### Supplied records

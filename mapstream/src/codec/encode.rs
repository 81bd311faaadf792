//! Forward tile-stream encoder.
//!
//! Produces streams the decode side accepts: forward 5/3 lifting into the
//! tier pyramid, tag-tree coded tier headers, bit-plane coded block
//! segments, and the explicit block index. Exists for offline tile
//! preparation and the test suite; it always codes the full image losslessly
//! and makes no rate-control decisions beyond splitting bit-planes evenly
//! across quality layers.

use super::bits::BitWriter;
use super::block::{planes_for_layer, BlockEncoder};
use super::header::MAGIC;
use super::lifting::analyze_lowpass;
use super::tagtree::TagTreeEncoder;
use super::{CodecError, MAX_TIERS};

/// Encoder knobs.
#[derive(Debug, Clone, Copy)]
pub struct EncodeParams {
    pub tiers: u8,
    pub layers: u8,
    pub cblk_size: u16,
    pub guard_bits: u8,
}

impl Default for EncodeParams {
    fn default() -> Self {
        Self {
            tiers: 3,
            layers: 1,
            cblk_size: 32,
            guard_bits: 2,
        }
    }
}

/// Subband coefficient rectangle produced by the analysis stage.
struct Subband {
    width: usize,
    height: usize,
    coeffs: Vec<i32>,
}

/// Runs the wavelet analysis for one component, returning per-tier subband
/// lists: tier 0 holds the base band alone, higher tiers HL, LH, HH.
fn analyze_component(
    width: usize,
    height: usize,
    samples: &[u8],
    tiers: usize,
) -> Vec<Vec<Subband>> {
    let mut cur: Vec<i32> = samples.iter().map(|&s| s as i32 - 128).collect();
    let (mut w, mut h) = (width, height);
    let mut line = vec![0i32; width.max(height)];
    let mut split = vec![0i32; width.max(height)];

    let mut out: Vec<Vec<Subband>> = (0..tiers).map(|_| Vec::new()).collect();

    for tier in (1..tiers).rev() {
        let lw = w.div_ceil(2);
        let lh = h.div_ceil(2);

        // Vertical analysis per column: lowpass to the top rows, highpass
        // below.
        for col in 0..w {
            for row in 0..h {
                line[row] = cur[row * w + col];
            }
            let (low, high) = split.split_at_mut(lh);
            analyze_lowpass(&line[..h], low, &mut high[..h - lh]);
            for row in 0..h {
                cur[row * w + col] = split[row];
            }
        }
        // Horizontal analysis per row completes the quadrant layout.
        for row in 0..h {
            line[..w].copy_from_slice(&cur[row * w..(row + 1) * w]);
            let dest = &mut cur[row * w..(row + 1) * w];
            let (low, high) = dest.split_at_mut(lw);
            analyze_lowpass(&line[..w], low, high);
        }

        out[tier] = vec![
            extract(&cur, w, lw, 0, w - lw, lh),
            extract(&cur, w, 0, lh, lw, h - lh),
            extract(&cur, w, lw, lh, w - lw, h - lh),
        ];

        let ll = extract(&cur, w, 0, 0, lw, lh);
        cur = ll.coeffs;
        w = lw;
        h = lh;
    }

    out[0] = vec![Subband {
        width: w,
        height: h,
        coeffs: cur,
    }];
    out
}

fn extract(band: &[i32], band_width: usize, x0: usize, y0: usize, w: usize, h: usize) -> Subband {
    let mut coeffs = Vec::with_capacity(w * h);
    for row in 0..h {
        let start = (y0 + row) * band_width + x0;
        coeffs.extend_from_slice(&band[start..start + w]);
    }
    Subband {
        width: w,
        height: h,
        coeffs,
    }
}

fn magnitude_bits_needed(subbands: &[&Subband]) -> u32 {
    let top = subbands
        .iter()
        .flat_map(|sb| sb.coeffs.iter())
        .map(|&c| c.unsigned_abs())
        .max()
        .unwrap_or(0);
    (32 - top.leading_zeros()).max(1)
}

/// Encodes one image as a complete tile stream.
///
/// `channels` holds one `width * height` sample plane per component.
pub fn encode_stream(
    width: usize,
    height: usize,
    channels: &[Vec<u8>],
    params: &EncodeParams,
) -> Result<Vec<u8>, CodecError> {
    if width == 0 || height == 0 || width > u16::MAX as usize || height > u16::MAX as usize {
        return Err(CodecError::Malformed("image dimensions out of range"));
    }
    if channels.is_empty() || channels.len() > 4 {
        return Err(CodecError::Malformed("unsupported component count"));
    }
    if channels.iter().any(|c| c.len() != width * height) {
        return Err(CodecError::Malformed("channel size mismatch"));
    }
    let tiers = params.tiers as usize;
    if tiers == 0 || tiers > MAX_TIERS {
        return Err(CodecError::Malformed("tier count out of range"));
    }
    if params.layers == 0 {
        return Err(CodecError::Malformed("zero quality layers"));
    }
    if params.cblk_size == 0 || params.cblk_size > 1024 {
        return Err(CodecError::Malformed("code-block size out of range"));
    }
    if params.guard_bits == 0 || params.guard_bits > 8 {
        return Err(CodecError::Malformed("guard bits out of range"));
    }
    // The coarsest band must not collapse to zero samples.
    if width.div_ceil(1 << (tiers - 1)) == 0 || height.div_ceil(1 << (tiers - 1)) == 0 {
        return Err(CodecError::Malformed("too many tiers for image size"));
    }

    let components = channels.len();
    let layers = params.layers as u32;
    let guard = params.guard_bits as u32;
    let cblk = params.cblk_size as usize;

    // [component][tier][subband]
    let analyzed: Vec<Vec<Vec<Subband>>> = channels
        .iter()
        .map(|chan| analyze_component(width, height, chan, tiers))
        .collect();

    // One quantization exponent per (tier, subband), shared by components.
    let mut exponents: Vec<u8> = Vec::new();
    for tier in 0..tiers {
        for sb in 0..analyzed[0][tier].len() {
            let all: Vec<&Subband> = (0..components).map(|c| &analyzed[c][tier][sb]).collect();
            let needed = magnitude_bits_needed(&all);
            let e = (needed + 1).saturating_sub(guard).max(1);
            if e + guard > 32 {
                return Err(CodecError::Malformed("coefficients exceed representable range"));
            }
            exponents.push(e as u8);
        }
    }

    let mut body: Vec<u8> = Vec::new();
    let mut tier_ranges: Vec<(u32, u32)> = Vec::new();
    // Spans per component in (tier, subband, row, col, layer) order.
    let mut spans: Vec<Vec<(u32, u16)>> = vec![Vec::new(); components];

    let mut exp_idx = 0usize;
    for tier in 0..tiers {
        let tier_start = body.len() as u32;
        let sb_count = analyzed[0][tier].len();

        // Build every block encoder first: the tier header needs inclusion
        // and skipped-plane values before any segment is placed.
        // [component][subband][block]
        let mut encoders: Vec<Vec<Vec<Option<BlockEncoder>>>> = Vec::new();
        for component in 0..components {
            let mut per_sb = Vec::new();
            for sb_idx in 0..sb_count {
                let sb = &analyzed[component][tier][sb_idx];
                let magbits = guard + exponents[exp_idx + sb_idx] as u32 - 1;
                per_sb.push(build_block_encoders(sb, cblk, magbits));
            }
            encoders.push(per_sb);
        }

        // Tier header segment.
        let mut writer = BitWriter::new();
        for component in 0..components {
            for sb_idx in 0..sb_count {
                let sb = &analyzed[component][tier][sb_idx];
                let (bw, bh) = block_grid(sb, cblk);
                if bw == 0 || bh == 0 {
                    continue;
                }
                let blocks = &encoders[component][sb_idx];
                write_grid_info(bw, bh, blocks, layers, &mut writer);
            }
        }
        body.extend_from_slice(&writer.finish());

        // Block segments, recorded in index order.
        for component in 0..components {
            for sb_idx in 0..sb_count {
                let blocks = &mut encoders[component][sb_idx];
                for enc in blocks.iter_mut() {
                    match enc {
                        Some(enc) => {
                            let total = enc.coded_planes();
                            for layer in 0..layers {
                                let planes = planes_for_layer(total, layers, layer);
                                let seg = enc.encode_segment(planes);
                                if seg.len() > u16::MAX as usize {
                                    return Err(CodecError::Malformed(
                                        "block segment exceeds index length field",
                                    ));
                                }
                                spans[component].push((body.len() as u32, seg.len() as u16));
                                body.extend_from_slice(&seg);
                            }
                        }
                        None => {
                            for _ in 0..layers {
                                spans[component].push((body.len() as u32, 0));
                            }
                        }
                    }
                }
            }
        }

        exp_idx += sb_count;
        tier_ranges.push((tier_start, body.len() as u32));
    }

    // Header, then body.
    let mut out = Vec::new();
    out.extend_from_slice(&MAGIC);
    out.extend_from_slice(&(width as u16).to_be_bytes());
    out.extend_from_slice(&(height as u16).to_be_bytes());
    out.push(components as u8);
    out.push(params.tiers);
    out.push(params.layers);
    out.extend_from_slice(&params.cblk_size.to_be_bytes());
    out.push(params.guard_bits);
    out.extend_from_slice(&exponents);
    for (start, end) in &tier_ranges {
        out.extend_from_slice(&start.to_be_bytes());
        out.extend_from_slice(&end.to_be_bytes());
    }
    for component_spans in &spans {
        for (offset, length) in component_spans {
            out.extend_from_slice(&offset.to_be_bytes());
            out.extend_from_slice(&length.to_be_bytes());
        }
    }
    out.extend_from_slice(&body);
    Ok(out)
}

fn block_grid(sb: &Subband, cblk: usize) -> (usize, usize) {
    if sb.width == 0 || sb.height == 0 {
        (0, 0)
    } else {
        (sb.width.div_ceil(cblk), sb.height.div_ceil(cblk))
    }
}

/// Builds an encoder per block, `None` for all-zero blocks (excluded from
/// every layer).
fn build_block_encoders(sb: &Subband, cblk: usize, magbits: u32) -> Vec<Option<BlockEncoder>> {
    let (bw, bh) = block_grid(sb, cblk);
    let mut out = Vec::with_capacity(bw * bh);
    for brow in 0..bh {
        for bcol in 0..bw {
            let x0 = bcol * cblk;
            let y0 = brow * cblk;
            let w = cblk.min(sb.width - x0);
            let h = cblk.min(sb.height - y0);
            let mut coeffs = Vec::with_capacity(w * h);
            for row in 0..h {
                let start = (y0 + row) * sb.width + x0;
                coeffs.extend_from_slice(&sb.coeffs[start..start + w]);
            }
            if coeffs.iter().all(|&c| c == 0) {
                out.push(None);
            } else {
                out.push(Some(BlockEncoder::new(w, h, magbits, &coeffs)));
            }
        }
    }
    out
}

/// Writes one grid's inclusion and skipped-plane tag trees, mirroring the
/// decode side bit for bit.
fn write_grid_info(
    bw: usize,
    bh: usize,
    blocks: &[Option<BlockEncoder>],
    layers: u32,
    writer: &mut BitWriter,
) {
    // Inclusion leaves: layer 0 for coded blocks, past the last layer for
    // all-zero blocks so they never resolve.
    let leaves: Vec<u32> = blocks
        .iter()
        .map(|b| if b.is_some() { 0 } else { layers })
        .collect();
    let mut inclusion = TagTreeEncoder::new(bh, bw, &leaves);
    let mut included = vec![false; blocks.len()];
    for layer in 0..layers {
        for brow in 0..bh {
            for bcol in 0..bw {
                let block = brow * bw + bcol;
                if included[block] {
                    continue;
                }
                inclusion.encode(brow, bcol, layer + 1, writer);
                if leaves[block] <= layer {
                    included[block] = true;
                }
            }
        }
    }

    // Skipped-plane leaves; excluded blocks never get queried, their leaf
    // only participates in the internal minimum reduction.
    let skip_leaves: Vec<u32> = blocks
        .iter()
        .map(|b| b.as_ref().map_or(u32::MAX >> 1, |e| e.skipped))
        .collect();
    let mut skip_tree = TagTreeEncoder::new(bh, bw, &skip_leaves);
    for brow in 0..bh {
        for bcol in 0..bw {
            let block = brow * bw + bcol;
            if !included[block] {
                continue;
            }
            for t in 1..=skip_leaves[block] + 1 {
                skip_tree.encode(brow, bcol, t, writer);
            }
        }
    }
}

### Try it
Scan the records above for the string "EncodeParams", then select every line that holds it.

### Problem solution
pub struct EncodeParams {
impl Default for EncodeParams {
    params: &EncodeParams,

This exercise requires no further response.